* PROBLEM REQUIREMENTS:
Where a line of the records contains the word "host", show that line.
START RECORD EXTRACTS
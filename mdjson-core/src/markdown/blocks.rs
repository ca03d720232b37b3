//! Block tree folded from the flat pulldown-cmark event stream.
//!
//! Blocks do not copy events; each one records the span it covers in the
//! document's event buffer. `span` includes the opening and closing tag
//! events, `inner` excludes them.

use pulldown_cmark::{CodeBlockKind, Event, Tag};
use std::ops::Range;

/// A structural unit of parsed content.
#[derive(Debug, Clone, PartialEq)]
pub struct Block {
    pub kind: BlockKind,
    pub span: Range<usize>,
    pub inner: Range<usize>,
}

#[derive(Debug, Clone, PartialEq)]
pub enum BlockKind {
    Heading(u8),
    /// `tight` paragraphs are bare inline runs inside tight list items
    Paragraph { tight: bool },
    HtmlBlock,
    List { ordered: bool, items: Vec<Vec<Block>> },
    BlockQuote(Vec<Block>),
    IndentedCode,
    FencedCode,
    ThematicBreak,
    /// Any other block construct the converter does not classify
    Other,
}

/// Fold events into top-level blocks.
pub(crate) fn build_blocks(events: &[Event<'_>]) -> Vec<Block> {
    let mut builder = TreeBuilder { events, pos: 0 };
    let mut blocks = builder.parse_blocks();

    // A stray closing tag at the top level would stop the walk early.
    while builder.pos < events.len() {
        builder.pos += 1;
        blocks.extend(builder.parse_blocks());
    }

    blocks
}

struct TreeBuilder<'e, 'a> {
    events: &'e [Event<'a>],
    pos: usize,
}

impl TreeBuilder<'_, '_> {
    /// Parse sibling blocks up to the closing tag of the enclosing container.
    /// The closing tag itself is left unconsumed.
    fn parse_blocks(&mut self) -> Vec<Block> {
        let events = self.events;
        let mut blocks = Vec::new();

        while let Some(event) = events.get(self.pos) {
            match event {
                Event::End(_) => break,
                Event::Start(tag) if !is_inline(tag) => blocks.push(self.parse_container(tag)),
                Event::Rule => {
                    blocks.push(Block {
                        kind: BlockKind::ThematicBreak,
                        span: self.pos..self.pos + 1,
                        inner: self.pos + 1..self.pos + 1,
                    });
                    self.pos += 1;
                }
                _ => blocks.push(self.parse_inline_run()),
            }
        }

        blocks
    }

    fn parse_container(&mut self, tag: &Tag<'_>) -> Block {
        let start = self.pos;
        self.pos += 1;

        let kind = match tag {
            Tag::List(first) => {
                let ordered = first.is_some();
                let mut items = Vec::new();
                while let Some(Event::Start(Tag::Item)) = self.events.get(self.pos) {
                    self.pos += 1;
                    items.push(self.parse_blocks());
                    self.consume_end();
                }
                // Anything unexpected before the list closes is skipped.
                let end = self.skip_to_end(self.pos);
                self.pos = end;
                BlockKind::List { ordered, items }
            }
            Tag::BlockQuote(_) => BlockKind::BlockQuote(self.parse_blocks()),
            leaf => {
                let end = self.skip_to_end(self.pos);
                self.pos = end;
                match leaf {
                    Tag::Heading { level, .. } => BlockKind::Heading(*level as u8),
                    Tag::Paragraph => BlockKind::Paragraph { tight: false },
                    Tag::HtmlBlock => BlockKind::HtmlBlock,
                    Tag::CodeBlock(CodeBlockKind::Indented) => BlockKind::IndentedCode,
                    Tag::CodeBlock(CodeBlockKind::Fenced(_)) => BlockKind::FencedCode,
                    _ => BlockKind::Other,
                }
            }
        };

        let inner_end = self.pos;
        self.consume_end();

        Block {
            kind,
            span: start..self.pos,
            inner: start + 1..inner_end,
        }
    }

    /// Inline content sitting directly in a container (tight list items).
    fn parse_inline_run(&mut self) -> Block {
        let start = self.pos;
        let mut depth = 0usize;

        while let Some(event) = self.events.get(self.pos) {
            match event {
                Event::Start(tag) if is_inline(tag) => depth += 1,
                Event::Start(_) | Event::Rule => break,
                Event::End(_) if depth == 0 => break,
                Event::End(_) => depth -= 1,
                _ => {}
            }
            self.pos += 1;
        }

        Block {
            kind: BlockKind::Paragraph { tight: true },
            span: start..self.pos,
            inner: start..self.pos,
        }
    }

    /// Index of the closing tag balancing an already consumed opening tag.
    fn skip_to_end(&self, from: usize) -> usize {
        let mut depth = 0usize;
        let mut pos = from;

        while let Some(event) = self.events.get(pos) {
            match event {
                Event::Start(_) => depth += 1,
                Event::End(_) if depth == 0 => return pos,
                Event::End(_) => depth -= 1,
                _ => {}
            }
            pos += 1;
        }

        pos
    }

    fn consume_end(&mut self) {
        if let Some(Event::End(_)) = self.events.get(self.pos) {
            self.pos += 1;
        }
    }
}

fn is_inline(tag: &Tag<'_>) -> bool {
    matches!(
        tag,
        Tag::Emphasis
            | Tag::Strong
            | Tag::Strikethrough
            | Tag::Superscript
            | Tag::Subscript
            | Tag::Link { .. }
            | Tag::Image { .. }
    )
}
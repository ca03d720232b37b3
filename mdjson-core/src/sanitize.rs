//! Normalization of converted text and markup payloads.

use crate::config::ConvertContext;
use base64::alphabet;
use base64::engine::general_purpose::{GeneralPurpose, GeneralPurposeConfig};
use base64::engine::DecodePaddingMode;
use base64::Engine;

/// Standard alphabet, accepting payloads with or without `=` padding
const LENIENT_BASE64: GeneralPurpose = GeneralPurpose::new(
    &alphabet::STANDARD,
    GeneralPurposeConfig::new()
        .with_decode_padding_mode(DecodePaddingMode::Indifferent)
        .with_decode_allow_trailing_bits(true),
);

/// Clean up a converted fragment.
///
/// With `decode` the content is base64 decoded first. The result is
/// trimmed and then passed through every configured substitution in order.
/// A payload that fails to decode degrades to an empty string.
pub fn sanitize(content: &str, context: &ConvertContext, decode: bool) -> String {
    let decoded;
    let content = if decode {
        decoded = decode_base64(content);
        decoded.as_str()
    } else {
        content
    };

    context
        .regexes()
        .iter()
        .fold(content.trim().to_string(), |output, substitution| {
            substitution.apply(&output)
        })
}

fn decode_base64(content: &str) -> String {
    let compact: String = content
        .chars()
        .filter(|c| !c.is_ascii_whitespace())
        .collect();

    match LENIENT_BASE64.decode(compact.as_bytes()) {
        Ok(bytes) => String::from_utf8_lossy(&bytes).into_owned(),
        Err(err) => {
            tracing::warn!("Dropping payload that is not valid base64: {}", err);
            String::new()
        }
    }
}

#[cfg(test)]
mod tests {
    use super::*;

    fn encode(input: &str) -> String {
        base64::engine::general_purpose::STANDARD.encode(input)
    }

    #[test]
    fn test_trims_without_substitutions() {
        let context = ConvertContext::default();
        assert_eq!(sanitize("  hello \n", &context, false), "hello");
    }

    #[test]
    fn test_substitutions_apply_in_order() {
        let context = ConvertContext::new()
            .with_regex("cat", "dog")
            .unwrap()
            .with_regex("dog", "wolf")
            .unwrap();
        assert_eq!(sanitize("cat and dog", &context, false), "wolf and wolf");

        let reversed = ConvertContext::new()
            .with_regex("dog", "wolf")
            .unwrap()
            .with_regex("cat", "dog")
            .unwrap();
        assert_eq!(sanitize("cat and dog", &reversed, false), "dog and wolf");
    }

    #[test]
    fn test_capture_groups_in_replacement() {
        let context = ConvertContext::new()
            .with_regex(r"<b>(.*?)</b>", "<strong>$1</strong>")
            .unwrap();
        assert_eq!(
            sanitize("<b>bold</b> text", &context, false),
            "<strong>bold</strong> text"
        );
    }

    #[test]
    fn test_is_idempotent() {
        let context = ConvertContext::new()
            .with_regex(r"\s+", " ")
            .unwrap()
            .with_regex("<br>", "<br />")
            .unwrap();
        let once = sanitize("  a   b<br>c  ", &context, false);
        let twice = sanitize(&once, &context, false);
        assert_eq!(once, "a b<br />c");
        assert_eq!(once, twice);
    }

    #[test]
    fn test_decode_before_trim() {
        let context = ConvertContext::default();
        let encoded = encode("  <tr><td>1</td></tr>\n");
        assert_eq!(sanitize(&encoded, &context, true), "<tr><td>1</td></tr>");
    }

    #[test]
    fn test_decode_ignores_line_wrapping() {
        let context = ConvertContext::default();
        let encoded = encode("wrapped payload");
        let (head, tail) = encoded.split_at(6);
        let wrapped = format!("{head}\n{tail}\n");
        assert_eq!(sanitize(&wrapped, &context, true), "wrapped payload");
    }

    #[test]
    fn test_decode_accepts_missing_padding() {
        let context = ConvertContext::default();
        let unpadded =
            base64::engine::general_purpose::STANDARD_NO_PAD.encode("<tr><td>ab</td></tr>");
        assert!(!unpadded.ends_with('='));
        assert_eq!(sanitize(&unpadded, &context, true), "<tr><td>ab</td></tr>");
    }

    #[test]
    fn test_invalid_base64_degrades_to_empty() {
        let context = ConvertContext::default();
        assert_eq!(sanitize("not base64!!", &context, true), "");
    }
}
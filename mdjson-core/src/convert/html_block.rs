//! Raw HTML blocks: tables and figures.

use super::{image, Walk};
use crate::config::EncodeKind;
use crate::models::{Node, Table};
use crate::sanitize::sanitize;
use regex::Regex;
use std::sync::OnceLock;

fn table_regex() -> &'static Regex {
    static RE: OnceLock<Regex> = OnceLock::new();
    RE.get_or_init(|| {
        Regex::new(r"(?s)^(<table[^>]*>)(.*)(</table>)$").expect("valid table regex")
    })
}

fn figure_regex() -> &'static Regex {
    static RE: OnceLock<Regex> = OnceLock::new();
    RE.get_or_init(|| Regex::new(r"(?s)^<figure.*</figure>$").expect("valid figure regex"))
}

pub(super) fn convert_html_block(walk: &Walk<'_, '_>, rendered: &str) -> Option<Node> {
    let contents = rendered.trim();

    if let Some(caps) = table_regex().captures(contents) {
        let contents = if walk.context.encodes(EncodeKind::Table) {
            format!(
                "{}{}{}",
                &caps[1],
                sanitize(&caps[2], walk.context, true),
                &caps[3]
            )
        } else {
            contents.to_string()
        };

        return Some(Node::Table(Table {
            tables: vec![sanitize(&contents, walk.context, false)],
        }));
    }

    if figure_regex().is_match(contents) {
        return image::convert_figure(walk, contents).map(Node::Image);
    }

    None
}
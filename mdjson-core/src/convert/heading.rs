//! Heading depth normalization.

use crate::models::SectionDepth;

/// Offset mapping source heading levels onto the two output depths.
///
/// The first heading seen sets the offset so that it lands at depth 1.
/// Any level-1 heading resets it. Everything else keeps the current
/// offset. A fresh value must be used for every document.
#[derive(Debug, Clone, Copy, Default, PartialEq, Eq)]
pub struct DepthOffset(Option<i32>);

impl DepthOffset {
    pub fn new() -> Self {
        Self(None)
    }

    pub fn get(&self) -> Option<i32> {
        self.0
    }

    /// Output depth for a heading of the given source level
    pub fn depth_for(&mut self, level: u8) -> SectionDepth {
        let heading = i32::from(level);
        let offset = match self.0 {
            Some(offset) if heading != 1 => offset,
            _ => {
                let offset = 1 - heading;
                self.0 = Some(offset);
                offset
            }
        };

        if heading + offset == 1 {
            SectionDepth::Top
        } else {
            SectionDepth::Sub
        }
    }
}
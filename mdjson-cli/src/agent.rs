//! Shared JSON envelope for machine-consumable output.

use serde::Serialize;

pub const SCHEMA_VERSION: &str = "2024-11-content-v1";

/// Standard envelope for machine-consumable responses.
#[derive(Serialize)]
pub struct Envelope<T> {
    pub schema_version: &'static str,
    pub kind: &'static str,
    pub data: T,
}

pub fn envelope<T>(kind: &'static str, data: T) -> Envelope<T> {
    Envelope {
        schema_version: SCHEMA_VERSION,
        kind,
        data,
    }
}
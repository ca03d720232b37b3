//! Markdown front end: parsing into a block tree and rendering block markup.

pub mod blocks;

use pulldown_cmark::{html, Event, Options, Parser};
use std::ops::Range;

pub use blocks::{Block, BlockKind};

/// CommonMark parser producing [`Document`] block trees
#[derive(Debug, Clone, Copy)]
pub struct MarkdownParser {
    options: Options,
}

impl MarkdownParser {
    pub fn new() -> Self {
        // Plain CommonMark: tables and other structures arrive as HTML blocks.
        Self {
            options: Options::empty(),
        }
    }

    pub fn with_options(options: Options) -> Self {
        Self { options }
    }

    pub fn parse<'a>(&self, source: &'a str) -> Document<'a> {
        let events: Vec<Event<'a>> = Parser::new_ext(source, self.options).collect();
        let children = blocks::build_blocks(&events);
        Document { events, children }
    }

    /// Convert markdown straight to HTML
    pub fn to_html(&self, markdown: &str) -> String {
        let mut html_output = String::new();
        html::push_html(&mut html_output, Parser::new_ext(markdown, self.options));
        html_output
    }
}

impl Default for MarkdownParser {
    fn default() -> Self {
        Self::new()
    }
}

/// Parse a document with the default CommonMark options
pub fn parse_document(source: &str) -> Document<'_> {
    MarkdownParser::new().parse(source)
}

/// Convert markdown to HTML with the default CommonMark options
pub fn markdown_to_html(markdown: &str) -> String {
    MarkdownParser::new().to_html(markdown)
}

/// A parsed document: the event buffer plus the blocks indexing into it.
#[derive(Debug, Clone)]
pub struct Document<'a> {
    events: Vec<Event<'a>>,
    children: Vec<Block>,
}

impl<'a> Document<'a> {
    /// Top-level blocks in source order
    pub fn children(&self) -> &[Block] {
        &self.children
    }

    pub fn events(&self) -> &[Event<'a>] {
        &self.events
    }

    /// Render a slice of the event buffer to HTML
    pub fn render(&self, range: Range<usize>) -> String {
        let mut html_output = String::new();
        if let Some(events) = self.events.get(range) {
            html::push_html(&mut html_output, events.iter().cloned());
        }
        html_output
    }

    /// Rendered markup of a block.
    ///
    /// Headings, paragraphs and block quotes yield the markup inside their
    /// wrapping element; other blocks yield their complete markup. Blocks
    /// rendering to nothing but whitespace yield `None`.
    pub fn render_block(&self, block: &Block) -> Option<String> {
        let range = match block.kind {
            BlockKind::Heading(_) | BlockKind::Paragraph { .. } | BlockKind::BlockQuote(_) => {
                block.inner.clone()
            }
            _ => block.span.clone(),
        };

        let rendered = self.render(range);
        if rendered.trim().is_empty() {
            None
        } else {
            Some(rendered)
        }
    }

    /// Literal text content of a block, without any markup (code blocks)
    pub fn string_content(&self, block: &Block) -> String {
        self.events
            .get(block.inner.clone())
            .unwrap_or_default()
            .iter()
            .filter_map(|event| match event {
                Event::Text(text) => Some(text.as_ref()),
                _ => None,
            })
            .collect()
    }
}
use crate::core::db::{Database, Dialect, ErrorMode, SqliteDriver};
use crate::core::{AccessError, Result};
use serde::Deserialize;
use std::fmt;
use std::fs;
use std::path::{Path, PathBuf};
use std::time::Duration;

/// Top-level configuration structure parsed from a TOML file.
#[derive(Debug, Deserialize, Default)]
pub struct Config {
    #[serde(default)]
    pub connection: ConnectionConfig,
    pub sqlite: Option<SqliteConfig>,
}

/// Where to connect and how driver failures surface.
#[derive(Deserialize)]
#[serde(default)]
pub struct ConnectionConfig {
    pub dialect: Dialect,
    pub host: String,
    pub database: String,
    pub user: String,
    pub password: String,
    pub error_mode: ErrorMode,
}

impl Default for ConnectionConfig {
    fn default() -> Self {
        ConnectionConfig {
            dialect: Dialect::Sqlite,
            host: String::new(),
            database: ":memory:".to_string(),
            user: String::new(),
            password: String::new(),
            error_mode: ErrorMode::default(),
        }
    }
}

impl fmt::Debug for ConnectionConfig {
    fn fmt(&self, f: &mut fmt::Formatter<'_>) -> fmt::Result {
        f.debug_struct("ConnectionConfig")
            .field("dialect", &self.dialect)
            .field("host", &self.host)
            .field("database", &self.database)
            .field("user", &self.user)
            .field("password", &"<redacted>")
            .field("error_mode", &self.error_mode)
            .finish()
    }
}

/// SQLite-related configuration.
#[derive(Debug, Deserialize)]
pub struct SqliteConfig {
    pub foreign_keys: Option<bool>,
    pub busy_timeout_ms: Option<u64>,
}

impl SqliteConfig {
    pub fn driver(&self) -> SqliteDriver {
        let mut driver = SqliteDriver::new().with_foreign_keys(self.foreign_keys.unwrap_or(true));
        if let Some(ms) = self.busy_timeout_ms {
            driver = driver.with_busy_timeout(Duration::from_millis(ms));
        }
        driver
    }
}

impl Config {
    /// Builds an accessor with the bundled SQLite driver and connects it.
    pub fn open(&self) -> Result<Database> {
        let driver = self
            .sqlite
            .as_ref()
            .map(SqliteConfig::driver)
            .unwrap_or_default();
        let conn = &self.connection;
        let mut db = Database::with_driver(driver, conn.dialect, conn.error_mode);
        db.connect(&conn.host, &conn.database, &conn.user, &conn.password)?;
        Ok(db)
    }
}

/// Loads configuration from a TOML file at the given path.
///
/// # Example
///
/// ```no_run
/// let config = sqlaccess::config::load_config("config.toml").expect("Failed to load config");
/// println!("{:?}", config);
/// ```
pub fn load_config<P: AsRef<Path>>(path: P) -> Result<Config> {
    let content = fs::read_to_string(path)?;
    toml::from_str(&content).map_err(|e| AccessError::Config(e.to_string()))
}

/// `<config dir>/sqlaccess/config.toml`, if the platform has a config dir.
pub fn default_config_path() -> Option<PathBuf> {
    dirs::config_dir().map(|dir| dir.join("sqlaccess").join("config.toml"))
}
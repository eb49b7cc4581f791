/// Database Module
///
/// This module provides the accessor and everything it is built from,
/// organized into focused submodules.
///
/// ## Architecture
///
/// - **Accessor** (`connection.rs`): `Database`, connection lifecycle, ad-hoc
///   calls, prepared-statement mode, transactions
/// - **Statement** (`statement.rs`): the held prepared statement and its bindings
/// - **Results** (`query.rs`): result sets, fetch modes and shaped records
/// - **Parameters** (`params.rs`, `value.rs`): values, bind types, parameter lists
/// - **Driver seam** (`driver.rs`, `sqlite.rs`): the driver traits and the
///   bundled rusqlite driver
/// - **Dialects** (`dialect.rs`): DSN syntax and error modes
///
/// ## Error Handling
///
/// Driver failures are reported as `DriverError` and surfaced through
/// `AccessError` according to the accessor's `ErrorMode`.
pub mod connection;
pub mod dialect;
pub mod driver;
pub mod params;
pub mod query;
pub mod sqlite;
pub mod statement;
pub mod value;

pub use connection::*;
pub use dialect::*;
pub use driver::*;
pub use params::*;
pub use query::*;
pub use sqlite::*;
pub use statement::*;
pub use value::*;
/// Dialect Module
///
/// Connection-string syntax per SQL dialect, and the error mode an accessor
/// runs under. Both are fixed when the accessor is constructed.
use serde::{Deserialize, Serialize};
use std::fmt::{self, Display};

/// Supported SQL dialects. The dialect only selects the DSN syntax.
#[derive(Debug, Clone, Copy, PartialEq, Eq, Default, Serialize, Deserialize)]
#[serde(rename_all = "lowercase")]
pub enum Dialect {
    /// MySQL (`mysql:` DSNs)
    #[default]
    MySql,
    /// Microsoft SQL Server (`sqlsrv:` DSNs)
    #[serde(rename = "sqlsrv", alias = "mssql")]
    SqlServer,
    /// SQLite (`sqlite:` DSNs), served by the bundled driver
    Sqlite,
}

impl Dialect {
    /// The DSN prefix, without the trailing colon.
    pub fn prefix(&self) -> &'static str {
        match self {
            Dialect::MySql => "mysql",
            Dialect::SqlServer => "sqlsrv",
            Dialect::Sqlite => "sqlite",
        }
    }
}

impl Display for Dialect {
    fn fmt(&self, f: &mut fmt::Formatter<'_>) -> fmt::Result {
        write!(f, "{}", self.prefix())
    }
}

/// How driver failures surface to the caller.
#[derive(Debug, Clone, Copy, PartialEq, Eq, Default, Serialize, Deserialize)]
#[serde(rename_all = "lowercase")]
pub enum ErrorMode {
    /// Return a sentinel and record the error
    Silent,
    /// Like `Silent`, plus a `warn!` event
    Warning,
    /// Return the error
    #[default]
    Exception,
}

/// A data source name: dialect plus the host and database it points at.
#[derive(Debug, Clone, PartialEq, Eq)]
pub struct Dsn {
    pub dialect: Dialect,
    pub host: String,
    pub database: String,
}

impl Dsn {
    pub fn new(dialect: Dialect, host: &str, database: &str) -> Self {
        Dsn {
            dialect,
            host: host.to_string(),
            database: database.to_string(),
        }
    }
}

impl Display for Dsn {
    fn fmt(&self, f: &mut fmt::Formatter<'_>) -> fmt::Result {
        match self.dialect {
            Dialect::MySql => write!(f, "mysql:host={};dbname={}", self.host, self.database),
            Dialect::SqlServer => write!(f, "sqlsrv:Server={};Database={}", self.host, self.database),
            Dialect::Sqlite => write!(f, "sqlite:{}", self.database),
        }
    }
}
/// SQLite Driver Module
///
/// The bundled driver, built on rusqlite. It accepts `sqlite:` DSNs only;
/// opening any other dialect fails the way a missing driver does.
use crate::core::db::dialect::{Dialect, Dsn};
use crate::core::db::driver::{
    Driver, DriverConnection, DriverError, DriverResult, Outcome, StatementInfo,
};
use crate::core::db::params::{Binding, Placeholder};
use crate::core::db::query::ResultSet;
use crate::core::db::value::Value;
use rusqlite::types::{ToSqlOutput, Value as SqlValue, ValueRef};
use rusqlite::{Connection, ErrorCode, ToSql};
use std::collections::HashSet;
use std::time::Duration;
use tracing::debug;

/// Opens rusqlite connections.
#[derive(Debug, Clone)]
pub struct SqliteDriver {
    foreign_keys: bool,
    busy_timeout: Option<Duration>,
}

impl Default for SqliteDriver {
    fn default() -> Self {
        SqliteDriver {
            foreign_keys: true,
            busy_timeout: None,
        }
    }
}

impl SqliteDriver {
    pub fn new() -> Self {
        Self::default()
    }

    /// Enables or disables `PRAGMA foreign_keys` on every new connection.
    pub fn with_foreign_keys(mut self, enabled: bool) -> Self {
        self.foreign_keys = enabled;
        self
    }

    pub fn with_busy_timeout(mut self, timeout: Duration) -> Self {
        self.busy_timeout = Some(timeout);
        self
    }
}

impl Driver for SqliteDriver {
    type Connection = SqliteConnection;

    fn name(&self) -> &'static str {
        "sqlite"
    }

    fn open(&self, dsn: &Dsn, _user: &str, _password: &str) -> DriverResult<SqliteConnection> {
        if dsn.dialect != Dialect::Sqlite {
            return Err(DriverError::new("IM002", "could not find driver"));
        }

        let conn = Connection::open(&dsn.database).map_err(driver_error)?;
        let foreign_keys = if self.foreign_keys { "ON" } else { "OFF" };
        conn.execute_batch(&format!("PRAGMA foreign_keys = {};", foreign_keys))
            .map_err(driver_error)?;
        if let Some(timeout) = self.busy_timeout {
            conn.busy_timeout(timeout).map_err(driver_error)?;
        }

        debug!(database = %dsn.database, foreign_keys, "opened sqlite connection");
        Ok(SqliteConnection { conn })
    }
}

/// An open SQLite connection.
#[derive(Debug)]
pub struct SqliteConnection {
    conn: Connection,
}

impl SqliteConnection {
    fn total_changes(&self) -> DriverResult<u64> {
        self.conn
            .query_row("SELECT total_changes()", [], |row| row.get::<_, i64>(0))
            .map(|n| n as u64)
            .map_err(driver_error)
    }
}

impl DriverConnection for SqliteConnection {
    fn prepare(&mut self, sql: &str) -> DriverResult<StatementInfo> {
        let stmt = self.conn.prepare_cached(sql).map_err(driver_error)?;
        Ok(StatementInfo {
            parameter_count: stmt.parameter_count(),
        })
    }

    fn run(&mut self, sql: &str, bindings: &[Binding]) -> DriverResult<Outcome> {
        let mut stmt = self.conn.prepare_cached(sql).map_err(driver_error)?;
        let expected = stmt.parameter_count();

        let mut bound = HashSet::new();
        for binding in bindings {
            let index = match &binding.placeholder {
                Placeholder::Index(i) if (1..=expected).contains(i) => *i,
                Placeholder::Index(i) => {
                    return Err(DriverError::invalid_parameter_number(format!(
                        "position {} out of range, statement has {} parameter(s)",
                        i, expected
                    )))
                }
                Placeholder::Name(name) => stmt
                    .parameter_index(name)
                    .map_err(driver_error)?
                    .ok_or_else(|| {
                        DriverError::invalid_parameter_number(format!(
                            "parameter {} was not defined",
                            name
                        ))
                    })?,
            };
            stmt.raw_bind_parameter(index, binding.resolved_value())
                .map_err(driver_error)?;
            bound.insert(index);
        }

        if bound.len() != expected {
            return Err(DriverError::invalid_parameter_number(format!(
                "statement has {} parameter(s), {} bound",
                expected,
                bound.len()
            )));
        }

        if stmt.column_count() == 0 {
            let affected = stmt.raw_execute().map_err(driver_error)?;
            return Ok(Outcome {
                result: ResultSet::default(),
                affected: affected as u64,
            });
        }

        let columns: Vec<String> = stmt.column_names().into_iter().map(String::from).collect();
        let mut rows = stmt.raw_query();
        let mut values = Vec::new();
        while let Some(row) = rows.next().map_err(driver_error)? {
            let mut record = Vec::with_capacity(columns.len());
            for i in 0..columns.len() {
                record.push(value_from_ref(row.get_ref(i).map_err(driver_error)?));
            }
            values.push(record);
        }

        Ok(Outcome {
            result: ResultSet::new(columns, values),
            affected: 0,
        })
    }

    fn exec(&mut self, sql: &str) -> DriverResult<u64> {
        let before = self.total_changes()?;
        self.conn.execute_batch(sql).map_err(driver_error)?;
        Ok(self.total_changes()?.saturating_sub(before))
    }

    fn begin(&mut self) -> DriverResult<()> {
        self.conn.execute_batch("BEGIN").map_err(driver_error)
    }

    fn commit(&mut self) -> DriverResult<()> {
        self.conn.execute_batch("COMMIT").map_err(driver_error)
    }

    fn rollback(&mut self) -> DriverResult<()> {
        self.conn.execute_batch("ROLLBACK").map_err(driver_error)
    }

    fn in_transaction(&self) -> bool {
        !self.conn.is_autocommit()
    }

    fn last_insert_id(&self) -> DriverResult<String> {
        Ok(self.conn.last_insert_rowid().to_string())
    }
}

impl ToSql for Value {
    fn to_sql(&self) -> rusqlite::Result<ToSqlOutput<'_>> {
        Ok(match self {
            Value::Null => ToSqlOutput::Owned(SqlValue::Null),
            Value::Bool(b) => ToSqlOutput::Owned(SqlValue::Integer(*b as i64)),
            Value::Integer(i) => ToSqlOutput::Owned(SqlValue::Integer(*i)),
            Value::Real(f) => ToSqlOutput::Owned(SqlValue::Real(*f)),
            Value::Text(s) => ToSqlOutput::Borrowed(ValueRef::Text(s.as_bytes())),
            Value::Blob(b) => ToSqlOutput::Borrowed(ValueRef::Blob(b)),
        })
    }
}

fn value_from_ref(value: ValueRef<'_>) -> Value {
    match value {
        ValueRef::Null => Value::Null,
        ValueRef::Integer(i) => Value::Integer(i),
        ValueRef::Real(f) => Value::Real(f),
        ValueRef::Text(t) => Value::Text(String::from_utf8_lossy(t).into_owned()),
        ValueRef::Blob(b) => Value::Blob(b.to_vec()),
    }
}

/// Maps a rusqlite error onto a SQLSTATE-style driver error.
fn driver_error(err: rusqlite::Error) -> DriverError {
    match &err {
        rusqlite::Error::SqliteFailure(failure, message) => {
            let sqlstate = match failure.code {
                ErrorCode::ConstraintViolation => "23000",
                _ => "HY000",
            };
            let message = message.clone().unwrap_or_else(|| failure.to_string());
            DriverError::new(sqlstate, message).with_code(failure.extended_code)
        }
        _ => DriverError::new("HY000", err.to_string()),
    }
}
END RECORD EXTRACTS
* PROBLEM SOLUTION:
    pub host: String,
            host: String::new(),
            .field("host", &self.host)
        db.connect(&conn.host, &conn.database, &conn.user, &conn.password)?;
/// A data source name: dialect plus the host and database it points at.
    pub host: String,
    pub fn new(dialect: Dialect, host: &str, database: &str) -> Self {
            host: host.to_string(),
            Dialect::MySql => write!(f, "mysql:host={};dbname={}", self.host, self.database),
            Dialect::SqlServer => write!(f, "sqlsrv:Server={};Database={}", self.host, self.database),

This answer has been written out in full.